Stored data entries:
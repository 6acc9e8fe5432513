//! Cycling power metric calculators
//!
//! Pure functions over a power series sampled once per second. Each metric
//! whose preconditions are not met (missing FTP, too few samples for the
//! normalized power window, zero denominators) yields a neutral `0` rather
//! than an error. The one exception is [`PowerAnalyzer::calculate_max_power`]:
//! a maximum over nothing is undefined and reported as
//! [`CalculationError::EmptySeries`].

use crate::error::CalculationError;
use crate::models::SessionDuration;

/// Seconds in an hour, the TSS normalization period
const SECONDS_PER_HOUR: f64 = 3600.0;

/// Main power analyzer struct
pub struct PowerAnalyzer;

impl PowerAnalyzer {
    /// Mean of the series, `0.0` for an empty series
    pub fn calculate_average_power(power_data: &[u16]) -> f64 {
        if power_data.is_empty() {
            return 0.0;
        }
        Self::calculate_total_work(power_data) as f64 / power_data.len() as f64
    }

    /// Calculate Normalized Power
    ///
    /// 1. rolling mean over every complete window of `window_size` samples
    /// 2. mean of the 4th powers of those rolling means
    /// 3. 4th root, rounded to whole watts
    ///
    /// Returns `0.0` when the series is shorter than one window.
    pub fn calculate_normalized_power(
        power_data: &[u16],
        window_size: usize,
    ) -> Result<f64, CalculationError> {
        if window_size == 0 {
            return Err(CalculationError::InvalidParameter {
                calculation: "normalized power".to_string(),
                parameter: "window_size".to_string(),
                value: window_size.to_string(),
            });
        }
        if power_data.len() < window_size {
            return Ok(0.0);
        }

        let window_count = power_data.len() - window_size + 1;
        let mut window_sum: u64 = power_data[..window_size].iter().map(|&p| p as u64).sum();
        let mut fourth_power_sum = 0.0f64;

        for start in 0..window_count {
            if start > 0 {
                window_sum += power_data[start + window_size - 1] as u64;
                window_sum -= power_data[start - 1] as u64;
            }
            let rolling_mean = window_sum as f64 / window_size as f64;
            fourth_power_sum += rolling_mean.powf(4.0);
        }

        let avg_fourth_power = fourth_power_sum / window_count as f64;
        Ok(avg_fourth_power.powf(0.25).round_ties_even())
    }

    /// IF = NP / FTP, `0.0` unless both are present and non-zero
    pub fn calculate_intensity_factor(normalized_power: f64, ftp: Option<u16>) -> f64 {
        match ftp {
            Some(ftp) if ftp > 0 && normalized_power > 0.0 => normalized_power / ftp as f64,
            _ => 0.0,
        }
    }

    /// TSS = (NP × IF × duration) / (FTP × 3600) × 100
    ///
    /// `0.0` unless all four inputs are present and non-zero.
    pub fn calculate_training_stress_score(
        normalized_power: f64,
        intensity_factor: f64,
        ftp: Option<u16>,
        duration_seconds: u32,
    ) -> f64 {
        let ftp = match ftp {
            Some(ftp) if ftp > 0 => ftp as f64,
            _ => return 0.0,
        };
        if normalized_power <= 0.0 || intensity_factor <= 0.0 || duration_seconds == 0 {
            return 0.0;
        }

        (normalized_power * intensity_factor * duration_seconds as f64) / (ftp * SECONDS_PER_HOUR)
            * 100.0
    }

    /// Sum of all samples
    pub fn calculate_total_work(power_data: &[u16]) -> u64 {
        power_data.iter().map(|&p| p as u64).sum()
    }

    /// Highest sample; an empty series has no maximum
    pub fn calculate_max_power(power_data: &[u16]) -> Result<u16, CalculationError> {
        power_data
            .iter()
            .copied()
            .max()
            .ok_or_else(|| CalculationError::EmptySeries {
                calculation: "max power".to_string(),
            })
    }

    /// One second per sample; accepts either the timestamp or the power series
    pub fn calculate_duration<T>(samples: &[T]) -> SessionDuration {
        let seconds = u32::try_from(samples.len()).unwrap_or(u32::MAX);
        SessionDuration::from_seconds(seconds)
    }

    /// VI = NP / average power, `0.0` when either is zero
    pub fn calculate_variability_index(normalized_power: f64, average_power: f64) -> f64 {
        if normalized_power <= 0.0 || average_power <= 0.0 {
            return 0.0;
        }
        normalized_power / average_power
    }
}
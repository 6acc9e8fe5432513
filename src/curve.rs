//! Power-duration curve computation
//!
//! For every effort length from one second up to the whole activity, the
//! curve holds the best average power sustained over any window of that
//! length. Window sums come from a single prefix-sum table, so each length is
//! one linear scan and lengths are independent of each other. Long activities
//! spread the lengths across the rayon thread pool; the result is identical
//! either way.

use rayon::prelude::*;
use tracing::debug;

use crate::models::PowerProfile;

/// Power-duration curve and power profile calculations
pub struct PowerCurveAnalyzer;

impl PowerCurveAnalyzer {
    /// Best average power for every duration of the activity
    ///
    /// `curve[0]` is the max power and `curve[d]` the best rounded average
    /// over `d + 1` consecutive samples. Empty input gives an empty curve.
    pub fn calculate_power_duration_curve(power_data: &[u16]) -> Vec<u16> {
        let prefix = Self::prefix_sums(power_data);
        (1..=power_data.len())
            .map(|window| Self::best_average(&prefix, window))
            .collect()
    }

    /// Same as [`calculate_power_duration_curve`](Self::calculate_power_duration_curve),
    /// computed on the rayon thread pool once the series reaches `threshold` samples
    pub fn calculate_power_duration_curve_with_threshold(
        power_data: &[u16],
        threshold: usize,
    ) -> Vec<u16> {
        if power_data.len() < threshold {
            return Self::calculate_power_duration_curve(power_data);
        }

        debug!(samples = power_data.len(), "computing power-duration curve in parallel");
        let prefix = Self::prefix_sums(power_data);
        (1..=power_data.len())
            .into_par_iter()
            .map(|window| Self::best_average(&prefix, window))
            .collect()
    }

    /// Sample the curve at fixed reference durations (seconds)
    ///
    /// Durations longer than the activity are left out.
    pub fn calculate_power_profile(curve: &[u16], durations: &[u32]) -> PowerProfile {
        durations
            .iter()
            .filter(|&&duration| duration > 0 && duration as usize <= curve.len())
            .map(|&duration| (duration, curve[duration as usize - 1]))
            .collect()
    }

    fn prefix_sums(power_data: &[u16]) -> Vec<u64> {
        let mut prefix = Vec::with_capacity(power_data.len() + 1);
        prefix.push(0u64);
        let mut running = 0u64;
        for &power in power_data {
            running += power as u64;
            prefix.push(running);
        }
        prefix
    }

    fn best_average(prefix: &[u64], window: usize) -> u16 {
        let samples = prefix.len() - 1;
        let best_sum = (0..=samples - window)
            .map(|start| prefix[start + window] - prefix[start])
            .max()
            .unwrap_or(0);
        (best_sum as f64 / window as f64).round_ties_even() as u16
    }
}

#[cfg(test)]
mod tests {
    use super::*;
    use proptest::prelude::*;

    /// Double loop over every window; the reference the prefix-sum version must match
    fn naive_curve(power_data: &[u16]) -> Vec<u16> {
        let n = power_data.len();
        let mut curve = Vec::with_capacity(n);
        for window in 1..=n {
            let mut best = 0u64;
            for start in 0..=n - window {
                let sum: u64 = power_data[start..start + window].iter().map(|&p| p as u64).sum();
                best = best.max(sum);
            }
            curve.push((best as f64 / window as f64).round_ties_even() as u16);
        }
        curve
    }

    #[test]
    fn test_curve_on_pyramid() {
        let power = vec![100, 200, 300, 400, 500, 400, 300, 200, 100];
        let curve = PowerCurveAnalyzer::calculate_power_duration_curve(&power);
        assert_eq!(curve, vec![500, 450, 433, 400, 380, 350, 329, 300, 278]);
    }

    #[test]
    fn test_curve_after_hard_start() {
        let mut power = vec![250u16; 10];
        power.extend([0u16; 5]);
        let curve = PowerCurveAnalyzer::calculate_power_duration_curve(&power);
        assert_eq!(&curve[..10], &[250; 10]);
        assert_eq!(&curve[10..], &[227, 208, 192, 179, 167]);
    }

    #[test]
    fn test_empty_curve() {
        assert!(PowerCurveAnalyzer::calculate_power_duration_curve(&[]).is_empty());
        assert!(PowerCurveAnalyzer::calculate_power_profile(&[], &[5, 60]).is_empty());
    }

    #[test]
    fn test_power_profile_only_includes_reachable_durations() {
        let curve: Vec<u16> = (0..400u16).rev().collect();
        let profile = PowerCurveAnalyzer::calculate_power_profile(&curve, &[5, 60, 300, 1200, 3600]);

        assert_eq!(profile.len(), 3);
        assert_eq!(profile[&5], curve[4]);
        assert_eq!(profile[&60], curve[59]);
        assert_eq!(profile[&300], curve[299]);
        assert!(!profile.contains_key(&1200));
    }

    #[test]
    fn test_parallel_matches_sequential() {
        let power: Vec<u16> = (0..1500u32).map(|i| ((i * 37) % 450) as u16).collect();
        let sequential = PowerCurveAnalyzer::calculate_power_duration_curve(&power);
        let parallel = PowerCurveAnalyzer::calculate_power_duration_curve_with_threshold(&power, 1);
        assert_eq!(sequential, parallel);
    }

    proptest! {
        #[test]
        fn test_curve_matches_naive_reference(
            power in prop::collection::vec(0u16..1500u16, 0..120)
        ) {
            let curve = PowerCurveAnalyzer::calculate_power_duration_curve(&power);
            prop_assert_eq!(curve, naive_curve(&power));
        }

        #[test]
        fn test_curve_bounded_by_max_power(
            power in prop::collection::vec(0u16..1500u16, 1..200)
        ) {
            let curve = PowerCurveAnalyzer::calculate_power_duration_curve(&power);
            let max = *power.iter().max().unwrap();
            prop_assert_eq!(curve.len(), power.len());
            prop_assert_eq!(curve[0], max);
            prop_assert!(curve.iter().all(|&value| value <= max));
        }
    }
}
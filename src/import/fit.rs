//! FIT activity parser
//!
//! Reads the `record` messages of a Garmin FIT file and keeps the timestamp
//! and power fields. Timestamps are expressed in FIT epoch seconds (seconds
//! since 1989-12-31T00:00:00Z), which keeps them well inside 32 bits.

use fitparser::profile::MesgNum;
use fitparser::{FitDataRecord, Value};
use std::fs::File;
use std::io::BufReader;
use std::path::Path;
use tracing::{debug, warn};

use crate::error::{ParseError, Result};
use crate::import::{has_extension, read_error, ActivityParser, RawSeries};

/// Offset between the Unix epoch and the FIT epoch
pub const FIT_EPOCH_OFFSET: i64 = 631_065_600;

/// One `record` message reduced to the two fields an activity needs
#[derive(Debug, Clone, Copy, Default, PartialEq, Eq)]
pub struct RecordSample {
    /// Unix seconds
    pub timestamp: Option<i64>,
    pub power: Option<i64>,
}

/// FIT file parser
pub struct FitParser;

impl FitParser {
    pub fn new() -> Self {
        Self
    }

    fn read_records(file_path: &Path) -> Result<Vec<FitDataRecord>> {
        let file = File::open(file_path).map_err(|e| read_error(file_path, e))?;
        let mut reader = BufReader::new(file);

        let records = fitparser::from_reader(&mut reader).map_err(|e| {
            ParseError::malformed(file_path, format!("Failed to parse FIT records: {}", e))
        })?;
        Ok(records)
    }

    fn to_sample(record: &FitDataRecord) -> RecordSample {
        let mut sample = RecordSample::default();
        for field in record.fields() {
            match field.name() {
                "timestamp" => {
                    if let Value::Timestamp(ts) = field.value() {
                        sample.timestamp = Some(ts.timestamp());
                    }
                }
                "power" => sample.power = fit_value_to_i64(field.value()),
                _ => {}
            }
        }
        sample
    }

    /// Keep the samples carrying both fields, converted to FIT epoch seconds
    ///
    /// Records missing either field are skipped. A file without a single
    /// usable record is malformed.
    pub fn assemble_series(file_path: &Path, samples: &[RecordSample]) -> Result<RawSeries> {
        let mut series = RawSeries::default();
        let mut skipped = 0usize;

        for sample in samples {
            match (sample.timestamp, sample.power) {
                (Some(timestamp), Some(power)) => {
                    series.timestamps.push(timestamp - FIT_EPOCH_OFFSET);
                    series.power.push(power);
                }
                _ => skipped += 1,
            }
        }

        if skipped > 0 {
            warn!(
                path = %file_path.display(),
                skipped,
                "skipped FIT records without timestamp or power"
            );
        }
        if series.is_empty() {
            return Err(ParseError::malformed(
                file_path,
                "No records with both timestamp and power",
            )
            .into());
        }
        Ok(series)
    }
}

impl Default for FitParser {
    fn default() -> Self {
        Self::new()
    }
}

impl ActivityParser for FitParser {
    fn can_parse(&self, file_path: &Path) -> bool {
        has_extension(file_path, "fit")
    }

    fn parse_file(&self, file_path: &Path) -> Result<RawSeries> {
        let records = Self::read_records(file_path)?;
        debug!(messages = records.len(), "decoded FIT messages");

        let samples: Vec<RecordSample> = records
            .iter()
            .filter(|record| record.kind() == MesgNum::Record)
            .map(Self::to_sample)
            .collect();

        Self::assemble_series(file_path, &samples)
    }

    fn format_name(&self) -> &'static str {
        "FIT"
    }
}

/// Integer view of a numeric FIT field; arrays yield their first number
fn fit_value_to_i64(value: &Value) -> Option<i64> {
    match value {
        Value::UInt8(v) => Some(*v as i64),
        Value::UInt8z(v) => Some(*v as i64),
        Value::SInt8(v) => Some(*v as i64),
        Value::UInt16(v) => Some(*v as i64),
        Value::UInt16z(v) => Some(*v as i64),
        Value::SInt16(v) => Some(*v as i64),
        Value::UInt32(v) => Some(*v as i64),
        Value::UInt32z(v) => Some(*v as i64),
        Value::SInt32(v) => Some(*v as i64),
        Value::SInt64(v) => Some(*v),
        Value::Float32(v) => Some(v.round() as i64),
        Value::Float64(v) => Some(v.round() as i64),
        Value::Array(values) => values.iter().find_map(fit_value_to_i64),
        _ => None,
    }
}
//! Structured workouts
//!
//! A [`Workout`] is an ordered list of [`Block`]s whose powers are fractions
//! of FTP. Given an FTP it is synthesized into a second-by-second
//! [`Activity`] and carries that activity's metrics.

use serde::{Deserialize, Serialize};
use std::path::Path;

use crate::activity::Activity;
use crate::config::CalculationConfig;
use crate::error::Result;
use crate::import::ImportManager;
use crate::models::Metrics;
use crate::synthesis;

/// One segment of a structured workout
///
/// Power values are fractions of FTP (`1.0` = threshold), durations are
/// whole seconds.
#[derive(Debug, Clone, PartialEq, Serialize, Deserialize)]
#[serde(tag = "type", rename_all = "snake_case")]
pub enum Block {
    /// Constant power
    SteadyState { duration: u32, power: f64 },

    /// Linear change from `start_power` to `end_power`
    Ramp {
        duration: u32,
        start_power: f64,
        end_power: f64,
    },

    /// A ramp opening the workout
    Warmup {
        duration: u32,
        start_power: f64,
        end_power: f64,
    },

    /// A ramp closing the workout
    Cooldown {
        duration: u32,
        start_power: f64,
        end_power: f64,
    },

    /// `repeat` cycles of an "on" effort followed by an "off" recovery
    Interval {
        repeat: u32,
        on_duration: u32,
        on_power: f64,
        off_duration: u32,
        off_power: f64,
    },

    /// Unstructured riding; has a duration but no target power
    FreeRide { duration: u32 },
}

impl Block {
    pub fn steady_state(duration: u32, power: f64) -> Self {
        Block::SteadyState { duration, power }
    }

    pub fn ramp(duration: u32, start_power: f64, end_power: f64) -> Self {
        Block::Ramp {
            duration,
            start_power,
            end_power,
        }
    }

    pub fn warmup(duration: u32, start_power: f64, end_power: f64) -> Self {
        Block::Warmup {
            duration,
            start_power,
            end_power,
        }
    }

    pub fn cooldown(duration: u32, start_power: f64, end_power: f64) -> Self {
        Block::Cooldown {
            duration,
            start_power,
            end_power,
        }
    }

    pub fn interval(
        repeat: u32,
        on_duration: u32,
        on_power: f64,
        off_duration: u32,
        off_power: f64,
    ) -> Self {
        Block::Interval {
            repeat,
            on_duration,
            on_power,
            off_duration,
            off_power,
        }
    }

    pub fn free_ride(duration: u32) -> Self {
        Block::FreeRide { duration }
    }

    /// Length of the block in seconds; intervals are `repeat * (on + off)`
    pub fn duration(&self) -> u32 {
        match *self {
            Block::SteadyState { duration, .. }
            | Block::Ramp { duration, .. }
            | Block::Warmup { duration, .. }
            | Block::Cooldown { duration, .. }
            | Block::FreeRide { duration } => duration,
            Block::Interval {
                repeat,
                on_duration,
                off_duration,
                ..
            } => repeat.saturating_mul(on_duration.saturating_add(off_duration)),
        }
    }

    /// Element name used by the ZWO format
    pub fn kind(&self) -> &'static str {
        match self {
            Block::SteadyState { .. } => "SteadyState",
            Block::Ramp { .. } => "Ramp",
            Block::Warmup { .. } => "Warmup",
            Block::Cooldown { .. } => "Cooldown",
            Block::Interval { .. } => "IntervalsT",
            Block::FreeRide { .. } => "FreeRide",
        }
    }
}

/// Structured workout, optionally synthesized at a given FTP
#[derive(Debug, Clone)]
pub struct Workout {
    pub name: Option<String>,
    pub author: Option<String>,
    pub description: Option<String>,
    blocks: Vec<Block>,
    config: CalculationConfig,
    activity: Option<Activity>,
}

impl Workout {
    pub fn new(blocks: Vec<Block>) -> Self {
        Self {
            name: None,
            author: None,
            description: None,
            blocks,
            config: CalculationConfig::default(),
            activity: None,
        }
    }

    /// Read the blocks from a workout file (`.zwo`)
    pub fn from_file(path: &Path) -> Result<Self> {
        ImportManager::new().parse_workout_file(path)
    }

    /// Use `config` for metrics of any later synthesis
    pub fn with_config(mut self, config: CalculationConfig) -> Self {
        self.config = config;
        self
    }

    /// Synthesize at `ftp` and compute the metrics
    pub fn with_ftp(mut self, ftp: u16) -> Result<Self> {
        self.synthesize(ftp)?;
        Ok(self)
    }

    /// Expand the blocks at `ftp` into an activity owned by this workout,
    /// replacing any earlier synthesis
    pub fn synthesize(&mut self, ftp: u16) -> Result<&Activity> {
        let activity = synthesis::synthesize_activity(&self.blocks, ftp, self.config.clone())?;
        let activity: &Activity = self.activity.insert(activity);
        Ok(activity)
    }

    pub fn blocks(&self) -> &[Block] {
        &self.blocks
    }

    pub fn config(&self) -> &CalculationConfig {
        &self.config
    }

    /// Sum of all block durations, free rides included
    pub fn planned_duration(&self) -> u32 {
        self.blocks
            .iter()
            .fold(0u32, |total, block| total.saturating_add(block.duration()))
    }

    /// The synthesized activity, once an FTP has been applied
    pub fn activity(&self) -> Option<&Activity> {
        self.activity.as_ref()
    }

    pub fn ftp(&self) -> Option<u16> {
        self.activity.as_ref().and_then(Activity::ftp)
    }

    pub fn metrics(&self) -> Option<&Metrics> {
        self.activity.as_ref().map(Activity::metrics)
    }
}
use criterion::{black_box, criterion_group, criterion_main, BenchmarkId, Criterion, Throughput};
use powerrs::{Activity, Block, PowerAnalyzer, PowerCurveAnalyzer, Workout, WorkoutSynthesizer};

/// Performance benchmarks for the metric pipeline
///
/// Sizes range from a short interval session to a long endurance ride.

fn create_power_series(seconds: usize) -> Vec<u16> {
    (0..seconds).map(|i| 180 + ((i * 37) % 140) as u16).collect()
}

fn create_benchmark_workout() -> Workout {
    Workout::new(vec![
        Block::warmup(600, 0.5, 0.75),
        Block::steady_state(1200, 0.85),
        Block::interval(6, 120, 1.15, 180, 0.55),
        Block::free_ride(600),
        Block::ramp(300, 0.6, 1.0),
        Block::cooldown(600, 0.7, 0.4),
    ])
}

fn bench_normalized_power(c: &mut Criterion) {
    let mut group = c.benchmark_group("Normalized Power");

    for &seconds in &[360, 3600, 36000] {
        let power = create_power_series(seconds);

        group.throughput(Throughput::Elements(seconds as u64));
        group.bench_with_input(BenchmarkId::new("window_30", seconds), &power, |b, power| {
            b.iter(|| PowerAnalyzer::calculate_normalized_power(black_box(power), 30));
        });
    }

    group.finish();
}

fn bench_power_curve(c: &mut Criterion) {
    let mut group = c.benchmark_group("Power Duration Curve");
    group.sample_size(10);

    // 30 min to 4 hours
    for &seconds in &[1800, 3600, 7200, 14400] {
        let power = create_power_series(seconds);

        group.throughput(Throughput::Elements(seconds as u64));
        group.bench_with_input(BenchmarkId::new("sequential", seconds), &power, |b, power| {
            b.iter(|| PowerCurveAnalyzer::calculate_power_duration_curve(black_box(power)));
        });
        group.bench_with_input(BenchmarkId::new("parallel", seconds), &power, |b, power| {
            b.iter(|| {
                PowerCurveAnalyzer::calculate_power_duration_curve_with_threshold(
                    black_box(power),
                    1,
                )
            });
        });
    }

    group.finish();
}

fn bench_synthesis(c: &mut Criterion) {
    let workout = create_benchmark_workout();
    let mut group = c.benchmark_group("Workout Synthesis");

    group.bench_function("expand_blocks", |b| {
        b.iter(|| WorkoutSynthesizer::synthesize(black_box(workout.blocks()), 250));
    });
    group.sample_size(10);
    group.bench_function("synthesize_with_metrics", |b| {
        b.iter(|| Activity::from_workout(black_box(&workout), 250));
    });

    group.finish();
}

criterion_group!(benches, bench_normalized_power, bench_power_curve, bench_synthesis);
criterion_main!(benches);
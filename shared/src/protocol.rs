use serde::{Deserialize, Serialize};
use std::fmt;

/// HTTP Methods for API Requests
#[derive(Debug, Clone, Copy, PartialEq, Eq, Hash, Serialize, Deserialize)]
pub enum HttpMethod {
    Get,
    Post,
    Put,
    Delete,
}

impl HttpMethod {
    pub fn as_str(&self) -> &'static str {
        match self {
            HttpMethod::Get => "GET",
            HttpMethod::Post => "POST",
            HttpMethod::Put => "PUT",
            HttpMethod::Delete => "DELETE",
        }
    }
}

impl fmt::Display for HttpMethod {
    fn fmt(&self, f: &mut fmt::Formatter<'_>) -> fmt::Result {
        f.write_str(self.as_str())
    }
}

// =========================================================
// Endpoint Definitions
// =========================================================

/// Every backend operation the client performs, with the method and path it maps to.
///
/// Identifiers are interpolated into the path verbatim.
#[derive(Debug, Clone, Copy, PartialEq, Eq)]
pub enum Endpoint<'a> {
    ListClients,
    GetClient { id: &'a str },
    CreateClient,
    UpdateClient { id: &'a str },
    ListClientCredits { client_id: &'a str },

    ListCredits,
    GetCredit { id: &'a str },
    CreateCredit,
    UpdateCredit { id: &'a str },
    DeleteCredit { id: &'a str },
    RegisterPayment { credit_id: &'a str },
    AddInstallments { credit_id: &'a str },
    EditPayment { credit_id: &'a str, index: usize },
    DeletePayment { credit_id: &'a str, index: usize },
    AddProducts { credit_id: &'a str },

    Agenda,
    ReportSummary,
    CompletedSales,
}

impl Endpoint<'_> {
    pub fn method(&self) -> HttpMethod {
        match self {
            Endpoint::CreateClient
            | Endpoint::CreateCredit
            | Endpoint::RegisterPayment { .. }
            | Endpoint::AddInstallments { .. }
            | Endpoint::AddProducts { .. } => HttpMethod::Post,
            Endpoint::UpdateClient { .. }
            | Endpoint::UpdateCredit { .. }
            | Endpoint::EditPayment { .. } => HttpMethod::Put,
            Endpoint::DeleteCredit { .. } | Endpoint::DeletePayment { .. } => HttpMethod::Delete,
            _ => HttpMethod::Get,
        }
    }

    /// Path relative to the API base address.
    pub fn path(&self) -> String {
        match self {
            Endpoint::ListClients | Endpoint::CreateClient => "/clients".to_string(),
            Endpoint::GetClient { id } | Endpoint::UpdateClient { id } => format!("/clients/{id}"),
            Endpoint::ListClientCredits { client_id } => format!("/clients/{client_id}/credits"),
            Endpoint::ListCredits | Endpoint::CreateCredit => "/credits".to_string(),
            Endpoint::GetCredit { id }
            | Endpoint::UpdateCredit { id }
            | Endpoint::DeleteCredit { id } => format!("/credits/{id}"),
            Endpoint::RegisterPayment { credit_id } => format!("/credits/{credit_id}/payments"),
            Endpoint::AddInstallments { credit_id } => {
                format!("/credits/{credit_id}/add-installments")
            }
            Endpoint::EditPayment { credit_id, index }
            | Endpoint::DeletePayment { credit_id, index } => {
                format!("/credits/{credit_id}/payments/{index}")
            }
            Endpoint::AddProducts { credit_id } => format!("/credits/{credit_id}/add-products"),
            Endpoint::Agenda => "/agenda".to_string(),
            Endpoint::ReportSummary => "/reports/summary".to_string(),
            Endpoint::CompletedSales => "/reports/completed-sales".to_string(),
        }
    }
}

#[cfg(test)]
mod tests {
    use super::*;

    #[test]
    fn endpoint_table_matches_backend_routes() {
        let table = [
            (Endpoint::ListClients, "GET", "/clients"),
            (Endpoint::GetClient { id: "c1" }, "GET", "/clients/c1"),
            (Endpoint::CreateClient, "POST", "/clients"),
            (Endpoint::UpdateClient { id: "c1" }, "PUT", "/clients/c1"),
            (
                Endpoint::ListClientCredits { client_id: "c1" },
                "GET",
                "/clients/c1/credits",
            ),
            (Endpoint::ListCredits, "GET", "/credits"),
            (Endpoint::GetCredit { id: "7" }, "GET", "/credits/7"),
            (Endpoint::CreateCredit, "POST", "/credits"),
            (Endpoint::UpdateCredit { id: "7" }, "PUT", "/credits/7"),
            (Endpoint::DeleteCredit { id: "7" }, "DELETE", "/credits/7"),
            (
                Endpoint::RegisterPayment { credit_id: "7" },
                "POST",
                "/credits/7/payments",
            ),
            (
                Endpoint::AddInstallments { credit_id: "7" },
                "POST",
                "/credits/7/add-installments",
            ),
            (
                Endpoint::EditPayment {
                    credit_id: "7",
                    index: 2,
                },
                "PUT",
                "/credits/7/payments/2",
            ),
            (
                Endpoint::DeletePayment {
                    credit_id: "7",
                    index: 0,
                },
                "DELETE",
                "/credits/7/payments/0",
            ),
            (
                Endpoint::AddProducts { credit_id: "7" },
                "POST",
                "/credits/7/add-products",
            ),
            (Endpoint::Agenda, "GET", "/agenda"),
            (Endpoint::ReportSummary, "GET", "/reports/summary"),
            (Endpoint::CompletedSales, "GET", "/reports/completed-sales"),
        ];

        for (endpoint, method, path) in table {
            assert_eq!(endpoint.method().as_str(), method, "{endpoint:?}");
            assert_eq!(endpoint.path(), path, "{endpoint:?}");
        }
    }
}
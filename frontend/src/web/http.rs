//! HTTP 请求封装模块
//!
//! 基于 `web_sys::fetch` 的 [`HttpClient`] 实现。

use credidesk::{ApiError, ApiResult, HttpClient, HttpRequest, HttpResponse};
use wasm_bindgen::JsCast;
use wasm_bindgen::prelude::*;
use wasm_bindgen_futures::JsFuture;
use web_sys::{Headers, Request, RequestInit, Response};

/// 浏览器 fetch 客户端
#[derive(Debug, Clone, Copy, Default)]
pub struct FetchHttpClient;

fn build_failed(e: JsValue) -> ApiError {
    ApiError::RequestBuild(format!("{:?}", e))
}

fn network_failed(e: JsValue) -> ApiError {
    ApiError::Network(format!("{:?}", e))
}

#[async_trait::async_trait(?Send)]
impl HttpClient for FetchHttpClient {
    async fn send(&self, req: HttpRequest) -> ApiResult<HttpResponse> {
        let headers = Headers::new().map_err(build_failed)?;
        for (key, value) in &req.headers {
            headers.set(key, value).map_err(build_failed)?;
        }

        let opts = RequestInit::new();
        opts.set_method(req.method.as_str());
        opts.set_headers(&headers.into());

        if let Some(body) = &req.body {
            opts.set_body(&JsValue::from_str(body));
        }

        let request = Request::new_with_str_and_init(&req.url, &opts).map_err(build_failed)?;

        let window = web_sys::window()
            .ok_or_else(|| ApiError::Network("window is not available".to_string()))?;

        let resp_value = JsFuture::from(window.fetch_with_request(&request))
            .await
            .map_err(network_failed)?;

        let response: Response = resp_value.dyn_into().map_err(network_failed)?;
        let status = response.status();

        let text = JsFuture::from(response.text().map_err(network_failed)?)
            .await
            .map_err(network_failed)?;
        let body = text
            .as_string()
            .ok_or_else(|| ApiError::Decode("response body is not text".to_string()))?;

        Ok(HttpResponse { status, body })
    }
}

REQUIREMENT:
Starting at the line that has "let samples: Vec<RecordSample>" and ending at the line that has "Value::UInt8(v) => Some(*v", please write out the lines above exactly, leaving out all others.

OUTPUT FOR THIS TASK:
        let samples: Vec<RecordSample> = records
            .iter()
            .filter(|record| record.kind() == MesgNum::Record)
            .map(Self::to_sample)
            .collect();

        Self::assemble_series(file_path, &samples)
    }

    fn format_name(&self) -> &'static str {
        "FIT"
    }
}

/// Integer view of a numeric FIT field; arrays yield their first number
fn fit_value_to_i64(value: &Value) -> Option<i64> {
    match value {
        Value::UInt8(v) => Some(*v as i64),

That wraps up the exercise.